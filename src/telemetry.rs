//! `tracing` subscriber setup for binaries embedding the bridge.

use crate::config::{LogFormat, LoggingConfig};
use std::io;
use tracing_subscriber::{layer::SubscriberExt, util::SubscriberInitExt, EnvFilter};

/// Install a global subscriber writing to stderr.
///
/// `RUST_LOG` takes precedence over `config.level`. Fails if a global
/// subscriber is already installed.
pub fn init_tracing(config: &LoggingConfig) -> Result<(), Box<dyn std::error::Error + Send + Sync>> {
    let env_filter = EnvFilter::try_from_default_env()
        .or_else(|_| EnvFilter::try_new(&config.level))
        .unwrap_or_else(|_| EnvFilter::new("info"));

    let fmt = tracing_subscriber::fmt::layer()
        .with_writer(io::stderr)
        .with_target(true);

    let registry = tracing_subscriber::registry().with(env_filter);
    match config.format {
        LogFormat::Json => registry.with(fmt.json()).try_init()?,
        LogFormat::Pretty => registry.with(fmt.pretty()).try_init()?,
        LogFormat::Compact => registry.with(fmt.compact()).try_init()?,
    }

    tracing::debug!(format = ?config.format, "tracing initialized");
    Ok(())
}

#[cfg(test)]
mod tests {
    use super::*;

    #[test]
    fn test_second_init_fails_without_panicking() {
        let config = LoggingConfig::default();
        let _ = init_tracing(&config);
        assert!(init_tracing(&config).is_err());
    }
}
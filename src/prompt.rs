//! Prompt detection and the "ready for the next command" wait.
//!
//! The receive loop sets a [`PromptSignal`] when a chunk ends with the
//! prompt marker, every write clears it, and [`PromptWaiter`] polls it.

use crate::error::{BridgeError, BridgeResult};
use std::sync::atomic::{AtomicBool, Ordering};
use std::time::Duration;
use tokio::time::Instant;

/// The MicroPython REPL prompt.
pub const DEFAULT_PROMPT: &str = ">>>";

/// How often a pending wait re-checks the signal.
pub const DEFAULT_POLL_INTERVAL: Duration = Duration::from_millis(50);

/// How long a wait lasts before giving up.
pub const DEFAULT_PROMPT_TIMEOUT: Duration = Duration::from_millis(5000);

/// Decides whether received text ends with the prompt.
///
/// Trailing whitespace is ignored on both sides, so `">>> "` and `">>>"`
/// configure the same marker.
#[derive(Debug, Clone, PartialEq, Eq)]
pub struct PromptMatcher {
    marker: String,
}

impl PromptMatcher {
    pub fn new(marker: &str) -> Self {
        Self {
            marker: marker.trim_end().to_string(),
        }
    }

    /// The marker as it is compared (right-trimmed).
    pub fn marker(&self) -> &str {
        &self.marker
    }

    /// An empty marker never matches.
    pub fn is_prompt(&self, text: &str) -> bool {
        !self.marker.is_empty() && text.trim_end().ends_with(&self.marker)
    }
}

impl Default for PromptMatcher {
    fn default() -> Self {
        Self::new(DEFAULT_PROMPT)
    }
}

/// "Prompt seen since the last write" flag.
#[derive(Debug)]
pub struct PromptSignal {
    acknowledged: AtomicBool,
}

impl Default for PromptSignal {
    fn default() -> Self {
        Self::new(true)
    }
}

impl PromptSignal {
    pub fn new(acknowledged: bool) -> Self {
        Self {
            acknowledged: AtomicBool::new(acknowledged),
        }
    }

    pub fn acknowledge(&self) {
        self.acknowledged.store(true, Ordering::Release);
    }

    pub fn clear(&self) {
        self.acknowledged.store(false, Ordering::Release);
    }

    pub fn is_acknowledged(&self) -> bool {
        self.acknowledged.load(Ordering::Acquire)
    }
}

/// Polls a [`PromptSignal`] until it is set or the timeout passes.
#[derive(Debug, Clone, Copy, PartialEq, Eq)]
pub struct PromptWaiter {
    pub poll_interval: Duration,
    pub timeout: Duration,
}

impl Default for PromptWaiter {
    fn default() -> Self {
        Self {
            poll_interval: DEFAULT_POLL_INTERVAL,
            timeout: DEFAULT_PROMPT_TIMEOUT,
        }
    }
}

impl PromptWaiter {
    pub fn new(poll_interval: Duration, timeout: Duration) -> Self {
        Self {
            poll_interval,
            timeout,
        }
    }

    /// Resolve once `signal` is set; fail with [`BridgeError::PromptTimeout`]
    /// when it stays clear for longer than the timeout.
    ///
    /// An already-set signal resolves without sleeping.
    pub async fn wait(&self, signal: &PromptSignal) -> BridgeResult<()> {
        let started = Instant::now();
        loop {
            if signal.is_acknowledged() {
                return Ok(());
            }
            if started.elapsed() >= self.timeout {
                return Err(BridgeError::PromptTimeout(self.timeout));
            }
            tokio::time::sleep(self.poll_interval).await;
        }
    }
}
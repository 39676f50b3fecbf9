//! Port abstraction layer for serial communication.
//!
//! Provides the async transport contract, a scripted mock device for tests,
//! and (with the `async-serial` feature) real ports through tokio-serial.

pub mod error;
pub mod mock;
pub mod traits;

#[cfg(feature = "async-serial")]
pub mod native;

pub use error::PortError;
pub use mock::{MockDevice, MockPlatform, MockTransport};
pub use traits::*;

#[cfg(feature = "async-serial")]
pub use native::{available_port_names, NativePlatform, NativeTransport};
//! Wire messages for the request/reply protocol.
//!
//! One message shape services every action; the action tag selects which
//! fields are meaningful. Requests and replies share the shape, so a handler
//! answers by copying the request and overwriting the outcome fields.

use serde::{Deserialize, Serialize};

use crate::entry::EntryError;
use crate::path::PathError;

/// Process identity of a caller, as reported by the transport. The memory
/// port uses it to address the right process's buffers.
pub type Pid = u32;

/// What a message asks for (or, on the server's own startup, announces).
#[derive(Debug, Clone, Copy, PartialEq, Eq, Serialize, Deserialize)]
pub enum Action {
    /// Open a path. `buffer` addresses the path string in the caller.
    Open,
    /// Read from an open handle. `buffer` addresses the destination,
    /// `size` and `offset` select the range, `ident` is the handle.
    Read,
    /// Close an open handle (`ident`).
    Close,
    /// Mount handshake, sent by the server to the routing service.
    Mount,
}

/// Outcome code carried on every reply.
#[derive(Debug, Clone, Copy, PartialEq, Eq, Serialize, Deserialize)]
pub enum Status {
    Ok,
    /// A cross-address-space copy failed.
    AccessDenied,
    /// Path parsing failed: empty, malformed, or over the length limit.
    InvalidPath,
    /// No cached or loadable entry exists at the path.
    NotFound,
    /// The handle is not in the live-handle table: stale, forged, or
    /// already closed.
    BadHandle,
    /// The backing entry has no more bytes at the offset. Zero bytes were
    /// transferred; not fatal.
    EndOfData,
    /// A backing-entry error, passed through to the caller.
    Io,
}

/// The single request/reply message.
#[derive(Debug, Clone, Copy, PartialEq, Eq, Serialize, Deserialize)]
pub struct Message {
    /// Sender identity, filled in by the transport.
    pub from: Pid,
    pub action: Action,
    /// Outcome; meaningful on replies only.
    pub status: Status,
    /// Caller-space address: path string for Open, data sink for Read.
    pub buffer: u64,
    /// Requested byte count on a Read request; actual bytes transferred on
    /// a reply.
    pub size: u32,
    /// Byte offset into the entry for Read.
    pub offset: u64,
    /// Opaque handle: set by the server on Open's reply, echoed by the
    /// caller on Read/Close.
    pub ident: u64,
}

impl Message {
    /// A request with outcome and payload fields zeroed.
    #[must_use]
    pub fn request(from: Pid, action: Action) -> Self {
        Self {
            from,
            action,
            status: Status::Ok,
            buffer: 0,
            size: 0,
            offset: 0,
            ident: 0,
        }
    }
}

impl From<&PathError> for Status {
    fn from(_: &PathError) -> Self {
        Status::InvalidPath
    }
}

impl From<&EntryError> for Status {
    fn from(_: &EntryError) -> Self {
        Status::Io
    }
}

+++

| What you will do |
Retype the records above exactly, from their first line through the line that contains "if a global", and stop there.

| Answer for this exercise |
filename src/telemetry.rs
//! `tracing` subscriber setup for binaries embedding the bridge.

use crate::config::{LogFormat, LoggingConfig};
use std::io;
use tracing_subscriber::{layer::SubscriberExt, util::SubscriberInitExt, EnvFilter};

/// Install a global subscriber writing to stderr.
///
/// `RUST_LOG` takes precedence over `config.level`. Fails if a global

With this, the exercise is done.